Labour & European Law Review Weekly Issue 337 18 September 2013
Case law states that courts should disregard events after dismissal when calculating compensation in a successful unfair dismissal case. However, the Employment Appeal Tribunal (EAT) held in Cumbria County Council v Bates that tribunals had to use their common sense and assess how long the employee might have been employed for, had they not been dismissed.
Mr Bates, a teacher in a local authority school, was dismissed for misconduct in April 2009. Following a successful claim for unfair dismissal, the tribunal set down a date in February 2011 for a remedy hearing to sort out his compensation.
The Council then applied to have the hearing date adjourned because Mr Bates was due to appear at Preston Crown Court in June 2011 to face three charges of sexual assault of a former pupil in July 2010. It argued that, although the acts happened after his dismissal, the outcome of the criminal prosecution could be relevant to the question of compensation, acting as a cut off for his claim for loss of earnings and reducing his pension claim.
Relying on the case of Soros v Davison (which said that courts should disregard events after dismissal), the tribunal refused the application and held it should not engage in speculation as to the outcome of any future criminal proceedings.
Mr Bates was subsequently found not guilty of the three charges of sexual assault, but was convicted of common assault against a 16-year-old girl and sentenced to six weeks' imprisonment.
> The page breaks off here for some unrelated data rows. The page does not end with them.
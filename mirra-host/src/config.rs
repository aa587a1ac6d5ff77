//! Configuration and the persisted mirroring preferences.

use std::path::{Path, PathBuf};
use std::time::Duration;

use parking_lot::Mutex;
use serde::{Deserialize, Serialize};

use mirra_core::{ConnectionMode, SessionConfiguration, SessionTuning, SettingsAccess};

/// Top-level configuration loaded from a TOML file.
#[derive(Debug, Clone, Default, PartialEq, Serialize, Deserialize)]
#[serde(default)]
pub struct HostConfig {
    /// The user's mirroring preferences.
    pub mirroring: MirroringConfig,
    /// Session timing.
    pub timing: TimingConfig,
    /// Simulated platform used in console mode.
    pub simulation: SimulationConfig,
    /// Logging settings.
    pub logging: LoggingConfig,
}

/// The three persisted preferences.
#[derive(Debug, Clone, Copy, Default, PartialEq, Eq, Serialize, Deserialize)]
#[serde(default)]
pub struct MirroringConfig {
    /// `"DirectWired"`, `"PeerWireless"` or `"StandardWireless"`.
    pub connection_mode: ConnectionMode,
    pub low_latency: bool,
    pub hardware_encoding: bool,
}

/// Session timing.
#[derive(Debug, Clone, Copy, PartialEq, Eq, Serialize, Deserialize)]
#[serde(default)]
pub struct TimingConfig {
    /// How long DirectWired waits for an adapter's display (milliseconds).
    pub display_wait_ms: u64,
    /// Poll interval of that wait (milliseconds).
    pub poll_interval_ms: u64,
    /// Presentation surface readiness timeout (milliseconds).
    pub surface_ready_timeout_ms: u64,
}

/// Console-mode simulated display.
#[derive(Debug, Clone, PartialEq, Serialize, Deserialize)]
#[serde(default)]
pub struct SimulationConfig {
    /// Attach an external display at startup.
    pub external_display: bool,
    pub width: u32,
    pub height: u32,
    pub refresh_rate: f32,
    /// Frames pumped per second into the bound surface.
    pub frame_rate: u32,
}

/// Logging settings.
#[derive(Debug, Clone, PartialEq, Eq, Serialize, Deserialize)]
#[serde(default)]
pub struct LoggingConfig {
    /// Log level: "trace", "debug", "info", "warn", "error".
    pub level: String,
    /// Optional log file path. If empty, logs to stderr.
    pub file: String,
    /// Also log each cadence summary as a JSON line.
    pub telemetry_json: bool,
}

// ── Defaults ─────────────────────────────────────────────────────

impl Default for TimingConfig {
    fn default() -> Self {
        Self {
            display_wait_ms: 8000,
            poll_interval_ms: 100,
            surface_ready_timeout_ms: 3000,
        }
    }
}

impl Default for SimulationConfig {
    fn default() -> Self {
        Self {
            external_display: true,
            width: 1920,
            height: 1080,
            refresh_rate: 60.0,
            frame_rate: 60,
        }
    }
}

impl Default for LoggingConfig {
    fn default() -> Self {
        Self {
            level: "info".into(),
            file: String::new(),
            telemetry_json: false,
        }
    }
}

// ── Loading ──────────────────────────────────────────────────────

impl HostConfig {
    /// Load configuration from a TOML file, falling back to defaults.
    pub fn load(path: &Path) -> Self {
        match std::fs::read_to_string(path) {
            Ok(contents) => toml::from_str(&contents).unwrap_or_else(|e| {
                tracing::warn!("invalid config {}: {e}; using defaults", path.display());
                Self::default()
            }),
            Err(_) => {
                tracing::info!("no config at {}; using defaults", path.display());
                Self::default()
            }
        }
    }

    /// Write this configuration to `path`.
    pub fn save(&self, path: &Path) -> std::io::Result<()> {
        let text = toml::to_string_pretty(self).map_err(std::io::Error::other)?;
        std::fs::write(path, text)
    }

    /// Write the default configuration to a file (for bootstrapping).
    pub fn write_default(path: &Path) -> std::io::Result<()> {
        Self::default().save(path)
    }

    pub fn session_configuration(&self) -> SessionConfiguration {
        SessionConfiguration::new(self.mirroring.connection_mode)
            .with_low_latency(self.mirroring.low_latency)
            .with_hardware_encoding(self.mirroring.hardware_encoding)
    }

    /// Timing as session tuning. A zero poll interval is raised to 1 ms.
    pub fn tuning(&self) -> SessionTuning {
        SessionTuning {
            display_wait: Duration::from_millis(self.timing.display_wait_ms),
            poll_interval: Duration::from_millis(self.timing.poll_interval_ms.max(1)),
            surface_ready_timeout: Duration::from_millis(self.timing.surface_ready_timeout_ms),
        }
    }
}

// ── PreferenceStore ──────────────────────────────────────────────

/// File-backed settings handed to sessions.
///
/// Sessions read it when they are built; [`PreferenceStore::update`]
/// changes the preferences and writes the whole file back.
pub struct PreferenceStore {
    path: PathBuf,
    config: Mutex<HostConfig>,
}

impl PreferenceStore {
    pub fn new(path: impl Into<PathBuf>, config: HostConfig) -> Self {
        Self {
            path: path.into(),
            config: Mutex::new(config),
        }
    }

    /// Load from `path`, falling back to defaults.
    pub fn open(path: impl Into<PathBuf>) -> Self {
        let path = path.into();
        let config = HostConfig::load(&path);
        Self::new(path, config)
    }

    pub fn path(&self) -> &Path {
        &self.path
    }

    pub fn snapshot(&self) -> HostConfig {
        self.config.lock().clone()
    }

    /// Change the mirroring preferences and persist them.
    ///
    /// Returns `Ok(false)` without touching the file when nothing changed.
    pub fn update(&self, f: impl FnOnce(&mut MirroringConfig)) -> std::io::Result<bool> {
        let snapshot = {
            let mut config = self.config.lock();
            let before = config.mirroring;
            f(&mut config.mirroring);
            if config.mirroring == before {
                return Ok(false);
            }
            config.clone()
        };
        snapshot.save(&self.path)?;
        tracing::info!(
            mode = %snapshot.mirroring.connection_mode,
            low_latency = snapshot.mirroring.low_latency,
            hardware_encoding = snapshot.mirroring.hardware_encoding,
            "preferences saved to {}",
            self.path.display()
        );
        Ok(true)
    }
}

impl SettingsAccess for PreferenceStore {
    fn session_configuration(&self) -> SessionConfiguration {
        self.config.lock().session_configuration()
    }

    fn tuning(&self) -> SessionTuning {
        self.config.lock().tuning()
    }
}

// ── Tests ────────────────────────────────────────────────────────

#[cfg(test)]
mod tests {
    use super::*;

    #[test]
    fn default_config_serializes() {
        let cfg = HostConfig::default();
        let text = toml::to_string_pretty(&cfg).unwrap();
        assert!(text.contains("connection_mode = \"DirectWired\""));
        assert!(text.contains("display_wait_ms = 8000"));
    }

    #[test]
    fn missing_sections_use_defaults() {
        let cfg: HostConfig = toml::from_str(
            r#"
            [mirroring]
            connection_mode = "PeerWireless"
            low_latency = true
            "#,
        )
        .unwrap();
        assert_eq!(cfg.mirroring.connection_mode, ConnectionMode::PeerWireless);
        assert!(cfg.mirroring.low_latency);
        assert!(!cfg.mirroring.hardware_encoding);
        assert_eq!(cfg.timing, TimingConfig::default());
        assert_eq!(cfg.logging.level, "info");
    }

    #[test]
    fn invalid_file_falls_back_to_defaults() {
        let dir = tempfile::tempdir().unwrap();
        let path = dir.path().join("mirra-host.toml");
        std::fs::write(&path, "[mirroring]\nconnection_mode = \"Bluetooth\"\n").unwrap();
        assert_eq!(HostConfig::load(&path), HostConfig::default());
        assert_eq!(
            HostConfig::load(&dir.path().join("absent.toml")),
            HostConfig::default()
        );
    }

    #[test]
    fn tuning_converts_milliseconds() {
        let mut cfg = HostConfig::default();
        cfg.timing.poll_interval_ms = 0;
        let tuning = cfg.tuning();
        assert_eq!(tuning.display_wait, Duration::from_secs(8));
        assert_eq!(tuning.poll_interval, Duration::from_millis(1));
        assert_eq!(tuning.surface_ready_timeout, Duration::from_secs(3));
    }

    #[test]
    fn store_update_persists() {
        let dir = tempfile::tempdir().unwrap();
        let path = dir.path().join("mirra-host.toml");
        let store = PreferenceStore::open(&path);

        assert!(!store.update(|_| {}).unwrap());
        assert!(!path.exists());

        assert!(
            store
                .update(|m| {
                    m.connection_mode = ConnectionMode::StandardWireless;
                    m.hardware_encoding = true;
                })
                .unwrap()
        );

        let reloaded = HostConfig::load(&path);
        assert_eq!(
            reloaded.mirroring.connection_mode,
            ConnectionMode::StandardWireless
        );
        assert!(reloaded.mirroring.hardware_encoding);
        assert_eq!(
            store.session_configuration(),
            SessionConfiguration::new(ConnectionMode::StandardWireless)
                .with_hardware_encoding(true)
        );
    }
}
Following an appeal by the Council, the EAT asked the tribunal to review the case in light of Mr Bates‘ conviction. However, the tribunal held again that it had to follow Soros and that the conviction for common assault was not relevant to what was just and equitable to award Mr Bates in terms of his compensatory award.
It added that Mr Bates would not, in any event, have been dismissed following his conviction as the Council had not produced any evidence to the contrary. The Council had, in fact, produced a witness statement from a senior manager, Mr McGaw, stating that Mr Bates would have been dismissed, but the tribunal refused to accept it because the witness could not attend the hearing.
The EAT allowed the appeal, holding that the tribunal had misapplied Soros. Quite apart from the issue of what was "just and equitable", it held that Mr Bates’ conviction could have substantially reduced his pension loss and the tribunal was “plainly” entitled to take that into account. The decision in Soros did not preclude it from doing so.
Nor did it understand how the tribunal could say that the Council had not come up with any evidence that it would have dismissed Mr Bates. Apart from Mr McGaw’s witness statement, Mr Bates himself told the tribunal that he had been advised by his own union that dismissal was a “distinct possibility”.
The principles in Software 2000 Ltd v Andrews applied which meant that tribunals had to assess a claimant’s loss arising from the dismissal “using its common sense, experience and sense of justice. In the normal case that requires it to assess for how long the employee would have been employed but for the dismissal”.
The tribunal failed properly in this case to take into account the evidence of Mr McGaw and Mr Bates himself in coming to its decision and as a result did not “grapple” with the Council’s case on causation.The EAT therefore allowed the appeal and remitted the case to a new tribunal to decide Mr Bates’ pension loss.